PROBLEM TO WORK ON:
For every line in the data below that contains "impl", copy the line.

Stored items:
■ ■ ■ ■
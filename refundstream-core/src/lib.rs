pub mod config;
pub mod error;
pub mod event;
pub mod frame;
pub mod http_client;
pub mod model;
pub mod normalizer;
pub mod reducer;
pub mod render;
pub mod session;
pub mod stream;
pub mod telemetry;
pub mod transport;
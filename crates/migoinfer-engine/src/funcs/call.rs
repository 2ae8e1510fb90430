//! Function calls: a definition seen from the caller.

use std::rc::Rc;

use migoinfer_ssa::{Callee, CallCommon, Info, InstrKind, Pos, Program, ValueId};

use crate::errors::FatalError;
use crate::store::{Key, MockKey};

use super::Definition;

/// A per-call-site binding of a [`Definition`] to actual argument keys
/// and return-consumer keys. `parameters` is the full flattened sequence
/// (arguments, closure bindings, return consumers) positionally matching
/// the definition's.
#[derive(Debug)]
pub struct Call {
    def: Rc<Definition>,
    pub parameters: Vec<Key>,
    pub args: Vec<Key>,
}

impl Call {
    /// Binds a definition to a call site. `call` is None for synthetic
    /// entry-point calls; `ret` is the call's result value, if consumed.
    /// Argument/parameter arity mismatches are fatal.
    pub fn new(
        info: &Info,
        def: Rc<Definition>,
        call: Option<&CallCommon>,
        ret: Option<ValueId>,
    ) -> Result<Call, FatalError> {
        let prog = &info.prog;
        let args = match call {
            Some(c) => get_args(prog, c),
            None => get_fake_args(prog, &def),
        };
        if args.len() != def.nparam {
            let f = prog.func(def.func);
            return Err(FatalError::ArityMismatch {
                callee: def.uniq_name(),
                nargs: args.len(),
                nparams: def.nparam,
                pos: info.pos_string(f.pos),
            });
        }
        if def.bindings.len() != def.nfreevar {
            log::warn!(
                target: "funcs",
                "mismatched capture({})/binding({}) calling {}",
                def.nfreevar,
                def.bindings.len(),
                def.uniq_name()
            );
        }

        let mut parameters = Vec::with_capacity(def.parameters.len());
        parameters.extend(args.iter().cloned());
        for &b in &def.bindings {
            parameters.push(Key::ssa(prog, b));
        }
        // Return values are reverse-mapped from the call result.
        match def.nreturn {
            0 => {}
            1 => parameters.push(match ret {
                Some(r) => Key::ssa(prog, r),
                None => unused_ret(prog, &def, 0),
            }),
            n => {
                let mut rets: Vec<Option<Key>> = vec![None; n];
                if let Some(r) = ret {
                    for &site in prog.referrers(r) {
                        if let InstrKind::Extract { tuple, index } = prog.instr(site).kind {
                            if tuple == r {
                                if let Some(res) = prog.instr(site).result {
                                    rets[index] = Some(Key::ssa(prog, res));
                                }
                            }
                        }
                    }
                }
                for (i, slot) in rets.into_iter().enumerate() {
                    parameters.push(slot.unwrap_or_else(|| unused_ret(prog, &def, i)));
                }
            }
        }
        Ok(Call { def, parameters, args })
    }

    pub fn definition(&self) -> &Rc<Definition> {
        &self.def
    }

    pub fn func(&self) -> migoinfer_ssa::FuncId {
        self.def.func
    }

    pub fn nparam(&self) -> usize {
        self.def.nparam
    }

    pub fn nbind(&self) -> usize {
        self.def.nfreevar
    }

    pub fn nreturn(&self) -> usize {
        self.def.nreturn
    }

    pub fn param(&self, i: usize) -> &Key {
        &self.parameters[i]
    }

    pub fn bind(&self, i: usize) -> &Key {
        &self.parameters[self.nparam() + i]
    }

    /// The caller-side consumer of the i-th return slot.
    pub fn ret(&self, i: usize) -> &Key {
        &self.parameters[self.nparam() + self.nbind() + i]
    }

    pub fn uniq_name(&self) -> String {
        self.def.uniq_name()
    }
}

fn unused_ret(prog: &Program, def: &Definition, i: usize) -> Key {
    let f = prog.func(def.func);
    Key::Unused(MockKey {
        ty: f.sig.results.get(i).copied().unwrap_or(f.sig.results[0]),
        pos: f.pos,
        desc: "Unused_RetVal".to_string(),
    })
}

/// Arguments of a call site; invoke mode prepends the receiver.
fn get_args(prog: &Program, call: &CallCommon) -> Vec<Key> {
    match &call.callee {
        Callee::Value(_) => call.args.iter().map(|&a| Key::ssa(prog, a)).collect(),
        Callee::Invoke { recv, .. } => {
            let mut args = Vec::with_capacity(call.args.len() + 1);
            args.push(Key::ssa(prog, *recv));
            args.extend(call.args.iter().map(|&a| Key::ssa(prog, a)));
            args
        }
    }
}

/// Synthetic arguments for entry points invoked without a call site.
fn get_fake_args(prog: &Program, def: &Definition) -> Vec<Key> {
    let f = prog.func(def.func);
    f.sig
        .params
        .iter()
        .map(|&ty| Key::Mock(MockKey { ty, pos: Pos::NONE, desc: "arg".to_string() }))
        .collect()
}

#[cfg(test)]
mod tests {
    use super::*;
    use migoinfer_ssa::build;

    #[test]
    fn call_binds_args_and_returns() {
        let info = build::from_source(
            "package main\n\nfunc make2() (chan int, chan int):\n0 entry:\n    t0 = makechan chan int, 0:int\n    t1 = makechan chan int, 1:int\n    return t0, t1\n\nfunc main():\n0 entry:\n    t0 = call make2()\n    t1 = extract t0, 0\n    t2 = extract t0, 1\n    send t1, 1:int\n    return\n",
        )
        .build()
        .unwrap();
        let prog = &info.prog;
        let def = Definition::new(prog, prog.funcs[0].id);
        let main = &prog.funcs[1];
        let (call_common, ret) = match &main.blocks[0].instrs[0].kind {
            InstrKind::Call(c) => (c.clone(), main.blocks[0].instrs[0].result),
            _ => unreachable!(),
        };
        let call = Call::new(&info, def, Some(&call_common), ret).unwrap();
        assert_eq!(0, call.nparam());
        assert_eq!(2, call.nreturn());
        assert_eq!("t1", call.ret(0).name());
        assert_eq!("t2", call.ret(1).name());
    }

    #[test]
    fn unconsumed_return_is_unused() {
        let info = build::from_source(
            "package main\n\nfunc mk() (chan int):\n0 entry:\n    t0 = makechan chan int, 0:int\n    return t0\n\nfunc main():\n0 entry:\n    call mk()\n    return\n",
        )
        .build()
        .unwrap();
        let prog = &info.prog;
        let def = Definition::new(prog, prog.funcs[0].id);
        let main = &prog.funcs[1];
        let call_common = match &main.blocks[0].instrs[0].kind {
            InstrKind::Call(c) => c.clone(),
            _ => unreachable!(),
        };
        let call = Call::new(&info, def, Some(&call_common), None).unwrap();
        assert!(matches!(call.ret(0), Key::Unused(_)));
    }

    #[test]
    fn invoke_mode_receiver_is_argument_zero() {
        let info = build::from_source(
            "package main\n\ntype T struct { ch chan int }\ntype Sender interface { Send(int) }\n\nfunc (t T) Send(x int):\n0 entry:\n    return\n\nfunc main():\n0 entry:\n    t0 = alloc T\n    t1 = load t0\n    t2 = makeiface t1 : Sender\n    invoke t2.Send(1:int)\n    return\n",
        )
        .build()
        .unwrap();
        let prog = &info.prog;
        let def = Definition::new(prog, prog.funcs[0].id);
        let main = &prog.funcs[1];
        let call_common = match &main.blocks[0].instrs[3].kind {
            InstrKind::Call(c) => c.clone(),
            _ => unreachable!(),
        };
        let call = Call::new(&info, def, Some(&call_common), None).unwrap();
        assert_eq!(2, call.args.len());
        assert_eq!("t2", call.args[0].name());
    }
}
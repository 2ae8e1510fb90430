//! Exported names: the channel-typed locals visible in the MiGo output
//! of one function frame.

use crate::callctx::Context;
use crate::store::{Key, Value};

/// Ordered set of exported keys. Only exported names appear in a MiGo
/// function; channels are exported when created or received as
/// parameters, and φ-merges unexport the incoming name in favour of the
/// merged one.
#[derive(Debug, Default)]
pub struct Exported {
    names: Vec<Key>,
}

impl Exported {
    /// Puts a local variable in the set of exported names. Names are
    /// unique; re-exporting is a no-op.
    pub fn export(&mut self, k: Key) {
        let name = k.name();
        if !self.names.iter().any(|n| n.name() == name) {
            self.names.push(k);
        }
    }

    pub fn unexport(&mut self, k: &Key) {
        let name = k.name();
        self.names.retain(|n| n.name() != name);
    }

    pub fn names(&self) -> &[Key] {
        &self.names
    }

    /// The exported name resolving to the same value as `v`, if any.
    pub fn find_exported(&self, ctx: &Context, v: &Value) -> Option<Key> {
        self.names
            .iter()
            .find(|name| &ctx.get(name) == v)
            .cloned()
    }
}

#[cfg(test)]
mod tests {
    use super::*;
    use crate::store::MockValue;
    use migoinfer_ssa::{build, Pos};

    #[test]
    fn export_is_idempotent_and_ordered() {
        let info = build::from_source(
            "package main\n\nfunc main(a chan int, b chan int):\n0 entry:\n    return\n",
        )
        .build()
        .unwrap();
        let prog = &info.prog;
        let a = Key::ssa(prog, prog.funcs[0].params[0]);
        let b = Key::ssa(prog, prog.funcs[0].params[1]);
        let mut e = Exported::default();
        e.export(a.clone());
        e.export(b.clone());
        e.export(a.clone());
        assert_eq!(vec!["a", "b"], e.names().iter().map(Key::name).collect::<Vec<_>>());
        e.unexport(&a);
        assert_eq!(vec!["b"], e.names().iter().map(Key::name).collect::<Vec<_>>());
    }

    #[test]
    fn find_exported_matches_by_value() {
        let info = build::from_source(
            "package main\n\nfunc main(a chan int):\n0 entry:\n    t0 = makechan chan int, 0:int\n    return\n",
        )
        .build()
        .unwrap();
        let prog = &info.prog;
        let ctx = Context::toplevel();
        let t0 = prog.funcs[0].blocks[0].instrs[0].result.unwrap();
        let key = Key::ssa(prog, t0);
        let ns = Value::Mock(MockValue { pos: Pos::NONE, desc: "scope".to_string() });
        let ch = Value::Chan(crate::store::Chan::new(ns, prog, t0, 0));
        ctx.put(key.clone(), ch.clone());

        let mut e = Exported::default();
        e.export(key.clone());
        assert_eq!(Some("t0".to_string()), e.find_exported(&ctx, &ch).map(|k| k.name()));
        let other = Value::Mock(MockValue { pos: Pos::NONE, desc: "other".to_string() });
        assert!(e.find_exported(&ctx, &other).is_none());
    }
}
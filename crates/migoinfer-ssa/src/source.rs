//! Source positions and the file set.
//!
//! Positions are byte offsets into a virtual concatenation of all loaded
//! files, in the style of a compiler file set: each file claims a base
//! offset, and a [`Pos`] maps back to file/line/column for error messages.

use std::fmt;

/// A byte offset into the file set. [`Pos::NONE`] marks synthetic
/// positions that do not originate from the program.
#[derive(Debug, Clone, Copy, PartialEq, Eq, Hash, PartialOrd, Ord)]
pub struct Pos(pub u32);

impl Pos {
    pub const NONE: Pos = Pos(u32::MAX);

    pub fn is_none(self) -> bool {
        self == Pos::NONE
    }
}

#[derive(Debug)]
struct SourceFile {
    name: String,
    base: u32,
    len: u32,
    line_starts: Vec<u32>,
}

/// Set of loaded source files, mapping positions to locations.
#[derive(Debug, Default)]
pub struct FileSet {
    files: Vec<SourceFile>,
}

/// A resolved source location.
#[derive(Debug, Clone, PartialEq, Eq)]
pub struct Position {
    pub file: String,
    pub line: usize,
    pub column: usize,
}

impl fmt::Display for Position {
    fn fmt(&self, f: &mut fmt::Formatter<'_>) -> fmt::Result {
        write!(f, "{}:{}:{}", self.file, self.line, self.column)
    }
}

impl FileSet {
    pub fn new() -> FileSet {
        FileSet { files: Vec::new() }
    }

    /// Registers a file and returns its base offset. Positions inside the
    /// file are `base + local_offset`.
    pub fn add_file(&mut self, name: impl Into<String>, src: &str) -> u32 {
        let base = self.files.last().map(|f| f.base + f.len + 1).unwrap_or(0);
        let mut line_starts = vec![0u32];
        for (i, b) in src.bytes().enumerate() {
            if b == b'\n' {
                line_starts.push(i as u32 + 1);
            }
        }
        self.files.push(SourceFile {
            name: name.into(),
            base,
            len: src.len() as u32,
            line_starts,
        });
        base
    }

    /// Resolves a position to a file/line/column location.
    pub fn position(&self, pos: Pos) -> Option<Position> {
        if pos.is_none() {
            return None;
        }
        let file = self
            .files
            .iter()
            .take_while(|f| f.base <= pos.0)
            .last()
            .filter(|f| pos.0 <= f.base + f.len)?;
        let local = pos.0 - file.base;
        let line = match file.line_starts.binary_search(&local) {
            Ok(i) => i,
            Err(i) => i - 1,
        };
        Some(Position {
            file: file.name.clone(),
            line: line + 1,
            column: (local - file.line_starts[line]) as usize + 1,
        })
    }

    /// Renders a position, falling back to `"-"` for synthetic positions.
    pub fn describe(&self, pos: Pos) -> String {
        match self.position(pos) {
            Some(p) => p.to_string(),
            None => "-".to_string(),
        }
    }
}

#[cfg(test)]
mod tests {
    use super::*;

    #[test]
    fn positions_resolve_across_files() {
        let mut fset = FileSet::new();
        let a = fset.add_file("a.ssa", "one\ntwo\n");
        let b = fset.add_file("b.ssa", "three\n");
        let p = fset.position(Pos(a + 4)).unwrap();
        assert_eq!(("a.ssa", 2, 1), (p.file.as_str(), p.line, p.column));
        let p = fset.position(Pos(b + 2)).unwrap();
        assert_eq!(("b.ssa", 1, 3), (p.file.as_str(), p.line, p.column));
    }

    #[test]
    fn synthetic_position_is_dash() {
        let fset = FileSet::new();
        assert_eq!("-", fset.describe(Pos::NONE));
    }
}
■ ■ ■ ■
ANSWER:
impl Call {
impl Exported {
impl Pos {
impl fmt::Display for Position {
impl FileSet {
    pub fn add_file(&mut self, name: impl Into<String>, src: &str) -> u32 {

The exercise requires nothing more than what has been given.